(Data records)
━━━━━━━━

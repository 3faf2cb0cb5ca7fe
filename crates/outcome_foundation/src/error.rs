//! Failure types for the outcome system.
//!
//! [`Failure`] is the default error payload of [`crate::Result`].
//! [`UsageError`] describes violations of the `Result` contract itself.

use thiserror::Error;

/// The default error type carried by a [`crate::Result`].
#[derive(Debug, Clone, PartialEq, Eq, Error)]
#[cfg_attr(feature = "serde", derive(serde::Serialize, serde::Deserialize))]
#[error("{kind}{}", context_suffix(.context.as_deref()))]
pub struct Failure {
    /// The kind of failure that occurred.
    pub kind: FailureKind,
    /// Optional note about where or why the failure occurred.
    pub context: Option<String>,
}

fn context_suffix(context: Option<&str>) -> String {
    context.map(|c| format!(" ({c})")).unwrap_or_default()
}

impl Failure {
    /// Creates a new failure with the given kind.
    #[must_use]
    pub fn new(kind: FailureKind) -> Self {
        Self {
            kind,
            context: None,
        }
    }

    /// Creates a failure that carries no further information.
    #[must_use]
    pub fn unspecified() -> Self {
        Self::new(FailureKind::Unspecified)
    }

    /// Creates a logic error: a mistake the calling code could have avoided.
    #[must_use]
    pub fn logic(message: impl Into<String>) -> Self {
        Self::new(FailureKind::Logic(message.into()))
    }

    /// Creates a domain error: an input outside the domain of a computation.
    #[must_use]
    pub fn domain(message: impl Into<String>) -> Self {
        Self::new(FailureKind::Domain(message.into()))
    }

    /// Creates a failure with a free-form message.
    #[must_use]
    pub fn other(message: impl Into<String>) -> Self {
        Self::new(FailureKind::Other(message.into()))
    }

    /// Attaches context to this failure, replacing any previous context.
    #[must_use]
    pub fn with_context(mut self, context: impl Into<String>) -> Self {
        self.context = Some(context.into());
        self
    }

    /// Returns the message of this failure, if its kind carries one.
    #[must_use]
    pub fn message(&self) -> Option<&str> {
        match &self.kind {
            FailureKind::Unspecified => None,
            FailureKind::Logic(msg) | FailureKind::Domain(msg) | FailureKind::Other(msg) => {
                Some(msg.as_str())
            }
        }
    }
}

impl Default for Failure {
    fn default() -> Self {
        Self::unspecified()
    }
}

/// Categorized failure kinds for pattern matching.
#[derive(Debug, Clone, PartialEq, Eq, Error)]
#[cfg_attr(feature = "serde", derive(serde::Serialize, serde::Deserialize))]
pub enum FailureKind {
    /// A failure with no further detail.
    #[error("unspecified failure")]
    Unspecified,

    /// Violated precondition or broken invariant in calling code.
    #[error("logic error: {0}")]
    Logic(String),

    /// Argument outside the domain of the computation.
    #[error("domain error: {0}")]
    Domain(String),

    /// Anything else.
    #[error("{0}")]
    Other(String),
}

/// A violation of the [`crate::Result`] contract.
///
/// Moving the payload out consumes the `Result`, so reuse after
/// consumption is rejected at compile time. What remains is asking a
/// `Result` for the payload it does not hold.
#[derive(Debug, Clone, Copy, PartialEq, Eq, Error)]
pub enum UsageError {
    /// The success value of an `Err` was requested.
    #[error("attempt to read the value of an error result")]
    ValueOfError,

    /// The error of an `Ok` was requested.
    #[error("attempt to read the error of a valid result")]
    ErrorOfOk,
}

━━━━━━━━

#### [TASK GOAL]
Only the lines from the first line of the records through the line containing "pub fn logic(message: impl" should be repeated, exactly as they appear.

#### [ANSWER TO THE EXERCISE]
repository 3faf2cb0cb5ca7fe
filename crates/outcome_foundation/src/error.rs
//! Failure types for the outcome system.
//!
//! [`Failure`] is the default error payload of [`crate::Result`].
//! [`UsageError`] describes violations of the `Result` contract itself.

use thiserror::Error;

/// The default error type carried by a [`crate::Result`].
#[derive(Debug, Clone, PartialEq, Eq, Error)]
#[cfg_attr(feature = "serde", derive(serde::Serialize, serde::Deserialize))]
#[error("{kind}{}", context_suffix(.context.as_deref()))]
pub struct Failure {
    /// The kind of failure that occurred.
    pub kind: FailureKind,
    /// Optional note about where or why the failure occurred.
    pub context: Option<String>,
}

fn context_suffix(context: Option<&str>) -> String {
    context.map(|c| format!(" ({c})")).unwrap_or_default()
}

impl Failure {
    /// Creates a new failure with the given kind.
    #[must_use]
    pub fn new(kind: FailureKind) -> Self {
        Self {
            kind,
            context: None,
        }
    }

    /// Creates a failure that carries no further information.
    #[must_use]
    pub fn unspecified() -> Self {
        Self::new(FailureKind::Unspecified)
    }

    /// Creates a logic error: a mistake the calling code could have avoided.
    #[must_use]
    pub fn logic(message: impl Into<String>) -> Self {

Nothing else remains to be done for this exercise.